WHAT TO DO:
All records given below must be printed word for word.

PROVIDED ENTRIES:
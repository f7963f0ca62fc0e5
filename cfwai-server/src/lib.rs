//! HTTP ingress and process wiring: environment-driven `Config`, the
//! axum `Router` carrying ingress routes, and the `AppState` shared
//! between them and the three stage workers.

pub mod config;
pub mod errors;
pub mod routes;
pub mod state;

pub use config::Config;
pub use errors::AppError;
pub use routes::create_router;
pub use state::AppState;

ANSWER SPACE:
repository f7963f0ca62fc0e5
filename cfwai-server/src/lib.rs
//! HTTP ingress and process wiring: environment-driven `Config`, the
//! axum `Router` carrying ingress routes, and the `AppState` shared
//! between them and the three stage workers.

pub mod config;
pub mod errors;
pub mod routes;
pub mod state;

pub use config::Config;
pub use errors::AppError;
pub use routes::create_router;
pub use state::AppState;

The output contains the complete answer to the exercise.